Le plus grave, c’est que cette courte vision émotionnelle et instantanée des choses, on la retrouve à d’autres niveaux, en politique étrangère notamment. Parce que c’est « tendance » et que de médiatiques philosophes de plateaux TV battent le rappel ; nous intervenons en Libye pour renverser certes le pire des tyrans et dictateurs mais « parce qu’on ne termine pas le boulot » on a créé le chaos aux portes de l’Europe. On frappe sans réfléchir au temps d’après ni aux conséquences à long terme des actes. Plus loin au Moyen-Orient la chute du sanguinaire Sadam Hussein, et de la structure « fédérative » du parti Bass, a pour conséquence de créer les conditions du développement et de l’expansion du monstre Daech. Toujours dans cette même région, la France qui historiquement avait une voix gaullienne et singulière s’est « atlantisée » et en arrive à perdre ses fondamentaux : traditionnellement consacrée comme protectrice des chrétiens d’Orient comme me l’avait rappelé en son temps le patriarche de l’église maronite au Liban, notre pays ne joue plus ce rôle aujourd’hui, étant de fait supplanté par la… Russie !

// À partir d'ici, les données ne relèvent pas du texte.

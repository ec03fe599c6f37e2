//! Reconciliation of keyed nested collections.
//!
//! Given the persisted items and the edited items of a collection, produce
//! the three-way partition the update endpoints expect: items to add, items
//! whose payload changed, and items to remove. Items present on both sides
//! with equal payload appear nowhere.
//!
//! Output order follows the edited items for `added` / `updated` and the
//! persisted items for `removed`. Nothing is sorted here.
//!
//! When a key occurs more than once on one side, the last occurrence wins and
//! takes the position of the first one. [`reconcile_strict`] rejects
//! duplicate keys in the edited items instead.

use std::collections::HashSet;
use std::fmt::Display;
use std::hash::Hash;

use indexmap::IndexMap;
use serde::{Deserialize, Serialize};

use crate::error::{CoreError, Result};

/// An element of a nested collection identified by a key field.
pub trait KeyedItem: Clone + PartialEq {
    type Key: Eq + Hash + Clone + Display;

    fn key(&self) -> Self::Key;
}

#[derive(Debug, Clone, PartialEq, Eq, Serialize, Deserialize)]
pub struct NestedDiff<T> {
    pub added: Vec<T>,
    pub updated: Vec<T>,
    pub removed: Vec<T>,
}

impl<T> Default for NestedDiff<T> {
    fn default() -> Self {
        Self {
            added: Vec::new(),
            updated: Vec::new(),
            removed: Vec::new(),
        }
    }
}

impl<T> NestedDiff<T> {
    pub fn is_empty(&self) -> bool {
        self.added.is_empty() && self.updated.is_empty() && self.removed.is_empty()
    }

    /// Number of items across all three lists.
    pub fn len(&self) -> usize {
        self.added.len() + self.updated.len() + self.removed.len()
    }
}

pub fn reconcile<T: KeyedItem>(original: &[T], current: &[T]) -> NestedDiff<T> {
    let mut lookup = index_by_key(original);
    let mut diff = NestedDiff::default();

    for (key, item) in index_by_key(current) {
        match lookup.shift_remove(&key) {
            None => diff.added.push(item.clone()),
            Some(previous) if previous == item => {}
            Some(_) => diff.updated.push(item.clone()),
        }
    }
    diff.removed = lookup.into_values().cloned().collect();

    tracing::debug!(
        added = diff.added.len(),
        updated = diff.updated.len(),
        removed = diff.removed.len(),
        "reconciled nested collection"
    );
    diff
}

/// Like [`reconcile`], but duplicate keys in `current` are an error.
pub fn reconcile_strict<T: KeyedItem>(
    original: &[T],
    current: &[T],
    collection: &str,
) -> Result<NestedDiff<T>> {
    if let Some(key) = first_duplicate(current) {
        return Err(CoreError::duplicate_key(collection, key.to_string()));
    }
    Ok(reconcile(original, current))
}

pub fn first_duplicate<T: KeyedItem>(items: &[T]) -> Option<T::Key> {
    let mut seen = HashSet::with_capacity(items.len());
    items
        .iter()
        .map(|item| item.key())
        .find(|key| !seen.insert(key.clone()))
}

fn index_by_key<T: KeyedItem>(items: &[T]) -> IndexMap<T::Key, &T> {
    let mut map = IndexMap::with_capacity(items.len());
    for item in items {
        map.insert(item.key(), item);
    }
    map
}
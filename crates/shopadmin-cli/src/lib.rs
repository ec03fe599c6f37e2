pub mod cli;
pub mod client;
pub mod commands;
pub mod config;
pub mod observability;
pub mod output;
pub mod store;
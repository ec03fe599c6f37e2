use serde::{Deserialize, Serialize};

use crate::entity::EntityId;

/// A storefront customer account.
#[derive(Debug, Clone, PartialEq, Eq, Serialize, Deserialize)]
pub struct User {
    pub id: EntityId,
    pub name: String,
    #[serde(default)]
    pub email: String,
    #[serde(default)]
    pub address: Option<String>,
    #[serde(default)]
    pub phone: Option<String>,
    #[serde(default)]
    pub image: Option<String>,
}

impl User {
    pub fn address_or_placeholder(&self) -> &str {
        match self.address.as_deref() {
            Some(address) if !address.trim().is_empty() => address,
            _ => "No address yet",
        }
    }
}

#[cfg(test)]
mod tests {
    use super::*;
    use serde_json::json;

    #[test]
    fn missing_contact_fields_are_tolerated() {
        let user: User = serde_json::from_value(json!({
            "id": 3,
            "name": "Minh",
            "email": "minh@example.com",
            "address": null
        }))
        .unwrap();
        assert_eq!(user.phone, None);
        assert_eq!(user.address_or_placeholder(), "No address yet");
    }
}
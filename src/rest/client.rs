//! topstats.gg REST API client implementation.

use std::sync::Arc;
use std::sync::atomic::{AtomicBool, Ordering};
use std::time::Duration;

use reqwest::StatusCode;
use reqwest::header::{
    AUTHORIZATION, CONTENT_TYPE, HeaderMap, HeaderValue, RETRY_AFTER, USER_AGENT,
};
use reqwest_middleware::{ClientBuilder, ClientWithMiddleware};
use reqwest_retry::{
    RetryTransientMiddleware, Retryable, RetryableStrategy, default_on_request_failure,
    policies::ExponentialBackoff,
};
use reqwest_tracing::TracingMiddleware;
use serde::Serialize;
use serde::de::DeserializeOwned;
use serde_json::Value;
use tokio::time::Instant;
use tracing::{debug, warn};
use url::Url;

use crate::auth::ApiToken;
use crate::error::TopStatsError;
use crate::rate_limit::{EndpointRegistry, RateLimitConfig, endpoint_key};
use crate::rest::endpoints::TOPSTATS_BASE_URL;

/// The topstats.gg REST API client.
///
/// Every request goes through one dispatcher which applies the client-side
/// rate limits, retries short server-side rate limits and network failures,
/// and maps responses to [`TopStatsError`]s. A `404 Not Found` is returned as
/// `Ok(None)`.
///
/// Clones share the same HTTP session, rate limiters and closed flag.
///
/// # Example
///
/// ```rust,no_run
/// use topstats::TopStatsClient;
///
/// #[tokio::main]
/// async fn main() -> Result<(), Box<dyn std::error::Error>> {
///     let client = TopStatsClient::new("your-topstats-token")?;
///
///     if let Some(bot) = client.get_bot(432610292342587392).await? {
///         println!("{} is in {} servers", bot.name, bot.server_count.value);
///     }
///
///     client.close();
///     Ok(())
/// }
/// ```
#[derive(Clone)]
pub struct TopStatsClient {
    http_client: ClientWithMiddleware,
    base_url: String,
    headers: HeaderMap,
    timeout: Option<Duration>,
    registry: Arc<EndpointRegistry>,
    closed: Arc<AtomicBool>,
}

/// Result of a single HTTP round trip, before retry handling.
#[derive(Debug)]
pub(crate) enum Outcome {
    Success(Value),
    NotFound,
    RateLimited(Duration),
    Failure {
        status: Option<u16>,
        message: Option<String>,
    },
}

impl TopStatsClient {
    /// Create a client with default settings.
    ///
    /// # Errors
    ///
    /// Returns [`TopStatsError::MissingToken`] if the token is blank.
    pub fn new(token: impl Into<ApiToken>) -> Result<Self, TopStatsError> {
        Self::builder().token(token).build()
    }

    /// Create a client with the token read from `TOPSTATS_TOKEN`.
    pub fn from_env() -> Result<Self, TopStatsError> {
        Self::builder().token(ApiToken::from_env()?).build()
    }

    /// Create a new client builder.
    pub fn builder() -> TopStatsClientBuilder {
        TopStatsClientBuilder::new()
    }

    /// Close the client.
    ///
    /// Every call made afterwards, through this handle or any clone, fails
    /// with [`TopStatsError::ClientClosed`] without touching the network.
    pub fn close(&self) {
        if !self.closed.swap(true, Ordering::SeqCst) {
            debug!("topstats client closed");
        }
    }

    /// Check if the client was closed.
    pub fn is_closed(&self) -> bool {
        self.closed.load(Ordering::SeqCst)
    }

    /// The rate limit bookkeeping of this client.
    pub fn rate_limits(&self) -> &EndpointRegistry {
        &self.registry
    }

    /// GET a path and decode the payload.
    pub(crate) async fn get<T>(&self, path: &str) -> Result<Option<T>, TopStatsError>
    where
        T: DeserializeOwned,
    {
        let url = format!("{}{}", self.base_url, path);
        self.dispatch(path, &url).await?.map(decode).transpose()
    }

    /// GET a path with query parameters and decode the payload.
    pub(crate) async fn get_with_params<T, Q>(
        &self,
        path: &str,
        params: &Q,
    ) -> Result<Option<T>, TopStatsError>
    where
        T: DeserializeOwned,
        Q: Serialize + ?Sized,
    {
        let query_string = serde_urlencoded::to_string(params)
            .map_err(|e| TopStatsError::InvalidArgument(e.to_string()))?;
        let url = if query_string.is_empty() {
            format!("{}{}", self.base_url, path)
        } else {
            format!("{}{}?{}", self.base_url, path, query_string)
        };
        self.dispatch(path, &url).await?.map(decode).transpose()
    }

    /// Run one logical request: cooldown check, rate limiting, HTTP call and
    /// short rate limit retries.
    async fn dispatch(&self, path: &str, url: &str) -> Result<Option<Value>, TopStatsError> {
        let key = endpoint_key(path);
        let config = self.registry.config();
        let limiters = self.registry.limiters_for(&key).await;
        let mut short_waits = 0;

        loop {
            // Checked on every pass: close() may run while this call sleeps.
            if self.is_closed() {
                return Err(TopStatsError::ClientClosed);
            }

            if let Some(retry_after) = self.registry.cooldown_for(&key).await {
                debug!(
                    endpoint = %key,
                    retry_after_ms = retry_after.as_millis() as u64,
                    "endpoint cooling down"
                );
                return Err(TopStatsError::RateLimited { retry_after });
            }

            if config.enabled {
                limiters.acquire().await;

                if self.is_closed() {
                    limiters.release().await;
                    return Err(TopStatsError::ClientClosed);
                }
            }
            let outcome = self.send_once(url).await;
            if config.enabled {
                limiters.release().await;
            }

            match outcome {
                Outcome::Success(payload) => return Ok(Some(payload)),
                Outcome::NotFound => {
                    debug!(endpoint = %key, "resource not found");
                    return Ok(None);
                }
                Outcome::RateLimited(wait) => {
                    if wait > config.max_retry_wait || short_waits >= config.max_ratelimit_retries {
                        if let Some(until) = Instant::now().checked_add(wait) {
                            self.registry.set_cooldown(&key, until).await;
                        }
                        return Err(TopStatsError::RateLimited { retry_after: wait });
                    }

                    short_waits += 1;
                    warn!(
                        endpoint = %key,
                        wait_ms = wait.as_millis() as u64,
                        attempt = short_waits,
                        "rate limited by the API, retrying"
                    );
                    tokio::time::sleep(wait).await;
                }
                Outcome::Failure { status, message } => {
                    return Err(TopStatsError::request(status, message));
                }
            }
        }
    }

    /// Perform a single GET and classify the response.
    async fn send_once(&self, url: &str) -> Outcome {
        let mut request = self.http_client.get(url).headers(self.headers.clone());
        if let Some(timeout) = self.timeout {
            request = request.timeout(timeout);
        }

        let response = match request.send().await {
            Ok(response) => response,
            Err(error) => {
                return Outcome::Failure {
                    status: None,
                    message: Some(error.to_string()),
                };
            }
        };

        let status = response.status();
        let retry_after = response
            .headers()
            .get(RETRY_AFTER)
            .and_then(|value| value.to_str().ok())
            .and_then(|value| value.trim().parse::<f64>().ok())
            .and_then(|secs| Duration::try_from_secs_f64(secs).ok());

        // The API sends JSON bodies on errors too; anything unparseable is
        // treated as an empty object.
        let payload = match response.bytes().await {
            Ok(body) => serde_json::from_slice(&body)
                .unwrap_or_else(|_| Value::Object(serde_json::Map::new())),
            Err(_) => Value::Object(serde_json::Map::new()),
        };

        match status {
            StatusCode::NOT_FOUND => Outcome::NotFound,
            StatusCode::TOO_MANY_REQUESTS => {
                let wait = payload
                    .get("expiresIn")
                    .and_then(Value::as_f64)
                    .and_then(|ms| Duration::try_from_secs_f64(ms / 1000.0).ok())
                    .or(retry_after)
                    .unwrap_or(Duration::ZERO);
                Outcome::RateLimited(wait)
            }
            status if status.is_success() => Outcome::Success(payload),
            status => Outcome::Failure {
                status: Some(status.as_u16()),
                message: payload
                    .get("message")
                    .and_then(Value::as_str)
                    .map(String::from)
                    .or_else(|| status.canonical_reason().map(String::from)),
            },
        }
    }
}

fn decode<T: DeserializeOwned>(payload: Value) -> Result<T, TopStatsError> {
    serde_json::from_value(payload)
        .map_err(|e| TopStatsError::InvalidResponse(format!("Failed to parse response: {e}")))
}

impl std::fmt::Debug for TopStatsClient {
    fn fmt(&self, f: &mut std::fmt::Formatter<'_>) -> std::fmt::Result {
        f.debug_struct("TopStatsClient")
            .field("base_url", &self.base_url)
            .field("timeout", &self.timeout)
            .field("closed", &self.is_closed())
            .finish_non_exhaustive()
    }
}

/// Retry only requests that never produced a response. HTTP statuses,
/// including 429 and 5xx, are left to the dispatcher.
struct NetworkFailuresOnly;

impl RetryableStrategy for NetworkFailuresOnly {
    fn handle(
        &self,
        res: &Result<reqwest::Response, reqwest_middleware::Error>,
    ) -> Option<Retryable> {
        match res {
            Ok(_) => None,
            Err(error) => default_on_request_failure(error),
        }
    }
}

/// Builder for [`TopStatsClient`].
pub struct TopStatsClientBuilder {
    token: Option<ApiToken>,
    base_url: String,
    http_client: Option<reqwest::Client>,
    user_agent: Option<String>,
    timeout: Option<Duration>,
    max_retries: u32,
    rate_limit: RateLimitConfig,
}

impl TopStatsClientBuilder {
    /// Create a new builder with default settings.
    pub fn new() -> Self {
        Self {
            token: None,
            base_url: TOPSTATS_BASE_URL.to_string(),
            http_client: None,
            user_agent: None,
            timeout: None,
            max_retries: 3,
            rate_limit: RateLimitConfig::default(),
        }
    }

    /// Set the API token.
    pub fn token(mut self, token: impl Into<ApiToken>) -> Self {
        self.token = Some(token.into());
        self
    }

    /// Set the base URL (useful for testing with a mock server).
    pub fn base_url(mut self, url: impl Into<String>) -> Self {
        self.base_url = url.into();
        self
    }

    /// Reuse an existing `reqwest` client instead of creating one.
    pub fn http_client(mut self, client: reqwest::Client) -> Self {
        self.http_client = Some(client);
        self
    }

    /// Set a custom user agent.
    pub fn user_agent(mut self, user_agent: impl Into<String>) -> Self {
        self.user_agent = Some(user_agent.into());
        self
    }

    /// Set a timeout for each HTTP attempt.
    pub fn timeout(mut self, timeout: Duration) -> Self {
        self.timeout = Some(timeout);
        self
    }

    /// Set the maximum number of retries for network failures.
    pub fn max_retries(mut self, retries: u32) -> Self {
        self.max_retries = retries;
        self
    }

    /// Set the rate limit configuration.
    pub fn rate_limit(mut self, config: RateLimitConfig) -> Self {
        self.rate_limit = config;
        self
    }

    /// Build the client.
    ///
    /// # Errors
    ///
    /// - [`TopStatsError::MissingToken`] if no token (or a blank one) was set.
    /// - [`TopStatsError::Url`] if the base URL does not parse.
    /// - [`TopStatsError::InvalidArgument`] for an unusable rate limit window
    ///   or a token that is not a valid header value.
    pub fn build(self) -> Result<TopStatsClient, TopStatsError> {
        let token = self
            .token
            .filter(|token| !token.is_empty())
            .ok_or(TopStatsError::MissingToken)?;

        Url::parse(&self.base_url)?;
        self.rate_limit.validate()?;

        let mut headers = HeaderMap::new();
        let mut authorization = HeaderValue::from_str(token.expose_secret()).map_err(|_| {
            TopStatsError::InvalidArgument(
                "The API token contains characters not allowed in a header.".to_string(),
            )
        })?;
        authorization.set_sensitive(true);
        headers.insert(AUTHORIZATION, authorization);
        headers.insert(CONTENT_TYPE, HeaderValue::from_static("application/json"));

        let user_agent = self.user_agent.unwrap_or_else(|| {
            format!(
                "topstats ({} {}) Rust/",
                env!("CARGO_PKG_REPOSITORY"),
                env!("CARGO_PKG_VERSION")
            )
        });
        let header_value = HeaderValue::from_str(&user_agent)
            .unwrap_or_else(|_| HeaderValue::from_static("topstats"));
        headers.insert(USER_AGENT, header_value);

        let reqwest_client = self.http_client.unwrap_or_else(|| {
            reqwest::Client::builder()
                .build()
                .unwrap_or_else(|_| reqwest::Client::new())
        });

        let retry_policy = ExponentialBackoff::builder()
            .retry_bounds(Duration::from_millis(500), Duration::from_secs(4))
            .base(2)
            .build_with_max_retries(self.max_retries);

        let client = ClientBuilder::new(reqwest_client)
            .with(TracingMiddleware::default())
            .with(RetryTransientMiddleware::new_with_policy_and_strategy(
                retry_policy,
                NetworkFailuresOnly,
            ))
            .build();

        Ok(TopStatsClient {
            http_client: client,
            base_url: self.base_url.trim_end_matches('/').to_string(),
            headers,
            timeout: self.timeout,
            registry: Arc::new(EndpointRegistry::new(self.rate_limit)),
            closed: Arc::new(AtomicBool::new(false)),
        })
    }
}

impl Default for TopStatsClientBuilder {
    fn default() -> Self {
        Self::new()
    }
}

impl std::fmt::Debug for TopStatsClientBuilder {
    fn fmt(&self, f: &mut std::fmt::Formatter<'_>) -> std::fmt::Result {
        f.debug_struct("TopStatsClientBuilder")
            .field("base_url", &self.base_url)
            .field("has_token", &self.token.is_some())
            .field("max_retries", &self.max_retries)
            .field("rate_limit", &self.rate_limit)
            .finish_non_exhaustive()
    }
}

En audition sur la politique de cette nation devant la commission de la Défense cette semaine, j’expliquais que ce qui nous différencie aujourd’hui c’est cette notion de continuité historique et de lien au temps qui fait que l’éternelle Russie, celle des tsars, celle des soviétiques, ou celle de Poutine fonctionne, elle, avec le même logiciel. Ainsi on ne peut comprendre sa politique (en Ukraine, en Géorgie, vis-à-vis de l’Europe ou de la Chine) sans analyser ce lien au temps et à la profondeur historique et stratégique.
Il y a quelques jours je faisais un éloge de la lenteur sur la gabarre qui voguant le long du Tarn avançait à dix kilomètres/heure, tout en admirant ce merveilleux joyau inscrit au patrimoine mondial de l’UNESCO qu’est la cathédrale Sainte-Cécile d’Albi qui a été construite en beaucoup de…temps soit 150 ans !!!